The apparent reason behind that is $80 annually will be cheaper for people who lease the cars than buying it. Smith said, “This allows the customer to switch devices. A lot of people buy CarPlay and think it’s okay but sometimes stop using it or switch to Android.” Smith said the new plan would be free for the first year of ownership but after that, owners must pay $80 per year to keep it. The Verge reports that BMW doesn’t offer the Android equivalent to CarPlay, Android Auto, so I’m guessing that whole switching platforms analogy was just, as they say, smoke.

And so it seems that every greedy corporation that offers products and services will nickel and dime you to death at every opportunity. My bank, Wells Fargo, charges a fee if you make more than four withdrawals a month from your savings account. When I did that the first and only time, I was charged a fee and called the bank yelling at them saying, “what’s next charging for deposits?” And yes it’s true. One of our advertisers, LensPen, is Canadian, and Wells Fargo charged me five bucks when I deposit their check for an ad on this site.

(From Jalopnik) Earlier this year, BMW was widely called out for the pettiest of price gouging by charging owners $80 a year to use Apple CarPlay, a feature that is often included in infotainment packages on much cheaper cars elsewhere. To save some face, BMW has decided to not do that anymore.

UPDATE: According to U.S. Bureau of Labor Statistics, the median American worker annual income is $46,800, while the average photographer makes about $30,000 a year. The average Adobe employee makes $108,000 annually. Shantanu Narayen, Adobe’s CEO’s total compensation is $17.89 million. These facts are just something to think about when you pay your monthly Adobe subscription fee.
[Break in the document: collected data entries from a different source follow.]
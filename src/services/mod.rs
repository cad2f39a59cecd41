// Inbound order management
pub mod inbound_orders;

pub use inbound_orders::{InboundOrderService, InboundOrderServiceImpl};
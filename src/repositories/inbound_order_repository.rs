use async_trait::async_trait;
use sea_orm::{DatabaseConnection, EntityTrait};
use std::sync::Arc;
use tracing::{debug, error, instrument};

use crate::entities::inbound_order::{ActiveModel as InboundOrderActiveModel, Entity as InboundOrderEntity};
use crate::errors::ServiceError;
use crate::models::InboundOrder;
use crate::repositories::Repository;

use super::BaseRepository;

/// Storage for inbound orders.
///
/// Implementations own the translation between [`InboundOrder`] and whatever
/// the backing store holds. Failures are reported as
/// [`ServiceError::DatabaseError`].
#[cfg_attr(test, mockall::automock)]
#[async_trait]
pub trait InboundOrderRepository: Send + Sync {
    /// Persists `order` (its `id` is ignored) and returns it with the
    /// store-assigned id.
    async fn create(&self, order: InboundOrder) -> Result<InboundOrder, ServiceError>;

    /// Every stored order, in whatever order the store returns them.
    async fn get_all(&self) -> Result<Vec<InboundOrder>, ServiceError>;
}

/// Relational implementation backed by the `inbound_orders` table
#[derive(Debug, Clone)]
pub struct SeaOrmInboundOrderRepository {
    base: BaseRepository,
}

impl SeaOrmInboundOrderRepository {
    pub fn new(db: Arc<DatabaseConnection>) -> Self {
        Self {
            base: BaseRepository::new(db),
        }
    }
}

#[async_trait]
impl InboundOrderRepository for SeaOrmInboundOrderRepository {
    #[instrument(skip(self, order), fields(order_number = %order.order_number))]
    async fn create(&self, mut order: InboundOrder) -> Result<InboundOrder, ServiceError> {
        let row: InboundOrderActiveModel = (&order).into();

        // Single statement: the id comes back with the insert result
        let result = InboundOrderEntity::insert(row)
            .exec(self.base.get_db())
            .await
            .map_err(|e| {
                error!(error = %e, "failed to insert inbound order");
                ServiceError::DatabaseError(e)
            })?;

        order.id = result.last_insert_id;
        debug!(id = order.id, "inbound order inserted");

        Ok(order)
    }

    #[instrument(skip(self))]
    async fn get_all(&self) -> Result<Vec<InboundOrder>, ServiceError> {
        let rows = InboundOrderEntity::find()
            .all(self.base.get_db())
            .await
            .map_err(|e| {
                error!(error = %e, "failed to load inbound orders");
                ServiceError::DatabaseError(e)
            })?;

        debug!(count = rows.len(), "inbound orders loaded");
        Ok(rows.into_iter().map(InboundOrder::from).collect())
    }
}

#[cfg(test)]
mod tests {
    use super::*;
    use crate::entities::inbound_order::Model;
    use assert_matches::assert_matches;
    use sea_orm::{DatabaseBackend, DbErr, MockDatabase, MockExecResult};

    fn new_order() -> InboundOrder {
        InboundOrder {
            id: 0,
            order_date: "2022-07-10".into(),
            order_number: "ORD-001".into(),
            employee_id: 1,
            product_batch_id: 2,
            warehouse_id: 3,
        }
    }

    fn row(id: i64, order_number: &str) -> Model {
        Model {
            id,
            order_date: "2022-07-10".into(),
            order_number: order_number.into(),
            employee_id: 1,
            product_batch_id: 2,
            warehouse_id: 3,
        }
    }

    fn repository(db: DatabaseConnection) -> SeaOrmInboundOrderRepository {
        SeaOrmInboundOrderRepository::new(Arc::new(db))
    }

    #[tokio::test]
    async fn create_sets_store_assigned_id() {
        let db = MockDatabase::new(DatabaseBackend::MySql)
            .append_exec_results(vec![MockExecResult {
                last_insert_id: 7,
                rows_affected: 1,
            }])
            .into_connection();

        let created = repository(db).create(new_order()).await.unwrap();

        assert_eq!(created.id, 7);
        assert_eq!(created, InboundOrder { id: 7, ..new_order() });
    }

    #[tokio::test]
    async fn create_binds_fields_in_column_order() {
        let db = Arc::new(
            MockDatabase::new(DatabaseBackend::MySql)
                .append_exec_results(vec![MockExecResult {
                    last_insert_id: 1,
                    rows_affected: 1,
                }])
                .into_connection(),
        );
        let repo = SeaOrmInboundOrderRepository::new(db.clone());

        repo.create(new_order()).await.unwrap();
        drop(repo);

        let log = Arc::try_unwrap(db)
            .expect("repository released the connection")
            .into_transaction_log();
        assert_eq!(log.len(), 1);
        let sql = format!("{:?}", log[0]);
        let positions: Vec<usize> = [
            "order_date",
            "order_number",
            "employee_id",
            "product_batch_id",
            "warehouse_id",
        ]
        .iter()
        .map(|column| sql.find(column).expect("column present in insert"))
        .collect();
        assert!(positions.windows(2).all(|pair| pair[0] < pair[1]));
        assert!(!sql.contains("`id`,"));
    }

    #[tokio::test]
    async fn create_propagates_insert_failure() {
        let db = MockDatabase::new(DatabaseBackend::MySql)
            .append_exec_errors(vec![DbErr::Custom("duplicate entry".into())])
            .into_connection();

        let result = repository(db).create(new_order()).await;

        assert_matches!(result, Err(ServiceError::DatabaseError(DbErr::Custom(msg))) if msg == "duplicate entry");
    }

    #[tokio::test]
    async fn get_all_maps_every_row() {
        let db = MockDatabase::new(DatabaseBackend::MySql)
            .append_query_results(vec![vec![row(1, "ORD-001"), row(2, "ORD-002")]])
            .into_connection();

        let orders = repository(db).get_all().await.unwrap();

        assert_eq!(orders.len(), 2);
        assert_eq!(orders[0].id, 1);
        assert_eq!(orders[1].order_number, "ORD-002");
    }

    #[tokio::test]
    async fn get_all_on_empty_table_is_empty() {
        let db = MockDatabase::new(DatabaseBackend::MySql)
            .append_query_results(vec![Vec::<Model>::new()])
            .into_connection();

        let orders = repository(db).get_all().await.unwrap();

        assert!(orders.is_empty());
    }

    #[tokio::test]
    async fn get_all_propagates_query_failure() {
        let db = MockDatabase::new(DatabaseBackend::MySql)
            .append_query_errors(vec![DbErr::Custom("connection reset".into())])
            .into_connection();

        let result = repository(db).get_all().await;

        assert_matches!(result, Err(ServiceError::DatabaseError(_)));
    }
}
pub mod common;
pub mod inbound_orders;

use crate::repositories::SeaOrmInboundOrderRepository;
use crate::services::{InboundOrderService, InboundOrderServiceImpl};
use crate::AppState;
use axum::extract::FromRef;
use sea_orm::DatabaseConnection;
use std::sync::Arc;

/// Services layer that encapsulates business logic used by HTTP handlers
#[derive(Clone)]
pub struct AppServices {
    pub inbound_orders: Arc<dyn InboundOrderService>,
}

impl AppServices {
    /// Wire the relational implementations on top of a shared connection pool.
    pub fn new(db_pool: Arc<DatabaseConnection>) -> Self {
        let repository = Arc::new(SeaOrmInboundOrderRepository::new(db_pool));
        let inbound_orders = Arc::new(InboundOrderServiceImpl::new(repository));

        Self { inbound_orders }
    }

    /// Build a container around an already constructed service.
    pub fn with_inbound_orders(inbound_orders: Arc<dyn InboundOrderService>) -> Self {
        Self { inbound_orders }
    }
}

impl FromRef<AppState> for AppServices {
    fn from_ref(state: &AppState) -> Self {
        state.services.clone()
    }
}
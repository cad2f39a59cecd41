use super::common::{created_response, decode_json, success_response, validate_input};
use crate::{
    errors::{ApiError, ErrorResponse},
    handlers::AppServices,
    models::{InboundOrder, NewInboundOrder},
};
use axum::{
    extract::{rejection::JsonRejection, FromRef, Json, State},
    response::Response,
    routing::post,
    Router,
};
use tracing::info;

/// Create an inbound order
#[utoipa::path(
    post,
    path = "/api/v1/inboundOrders",
    summary = "Create inbound order",
    description = "Record a new inbound order. All five fields are required; ids must be non-zero.",
    request_body = NewInboundOrder,
    responses(
        (status = 201, description = "Inbound order created", body = InboundOrder,
            headers(("X-Request-Id" = String, description = "Unique request id"))
        ),
        (status = 409, description = "The store rejected the order", body = ErrorResponse),
        (status = 422, description = "Missing or invalid field", body = ErrorResponse),
    ),
    tag = "inbound-orders"
)]
pub async fn create_inbound_order(
    State(services): State<AppServices>,
    payload: Result<Json<NewInboundOrder>, JsonRejection>,
) -> Result<Response, ApiError> {
    let payload = decode_json(payload)?;
    validate_input(&payload)?;

    let order = services
        .inbound_orders
        .create(payload.into())
        .await
        .map_err(ApiError::Conflict)?;

    info!(id = order.id, order_number = %order.order_number, "Inbound order created");

    Ok(created_response(order))
}

/// List inbound orders
#[utoipa::path(
    get,
    path = "/api/v1/inboundOrders",
    summary = "List inbound orders",
    description = "Return every inbound order. No ordering is guaranteed.",
    responses(
        (status = 200, description = "All inbound orders", body = [InboundOrder]),
        (status = 500, description = "Orders could not be loaded", body = ErrorResponse),
    ),
    tag = "inbound-orders"
)]
pub async fn list_inbound_orders(
    State(services): State<AppServices>,
) -> Result<Response, ApiError> {
    let orders = services.inbound_orders.get_all().await?;

    Ok(success_response(orders))
}

/// Creates the router for inbound order endpoints
pub fn inbound_order_routes<S>() -> Router<S>
where
    S: Clone + Send + Sync + 'static,
    AppServices: FromRef<S>,
{
    Router::new().route(
        "/inboundOrders",
        post(create_inbound_order).get(list_inbound_orders),
    )
}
NEW UPDATE: It seems like I was not the only person who though subscriptions for cars was a bad idea. According to Automotive News:

The Access by BMW subscription pilot launched in April 2018 and never expanded beyond its initial Nashville market. It was targeted at affluent customers willing to pay high monthly fees for two tiers of service starting at $2,000.

“Our intent with the pilot was to learn about the viability of the subscription model and gauge customer interest,” a BMW spokesman told Automotive News Thursday. “We are in the process of developing the next iteration of the program,” he said, declining to elaborate on details.

Audi Select, a similar program offered by the Volkswagen Group premium brand, will be discontinued on Jan. 31, according to a notice on the service’s website. It was billed as a new interaction with Audi dealers when it was launched at five Dallas-Fort Worth stores in Sept. 2018.

Rival Mercedes-Benz ended a similar pilot last summer after seeing lackluster demand for the mobility model.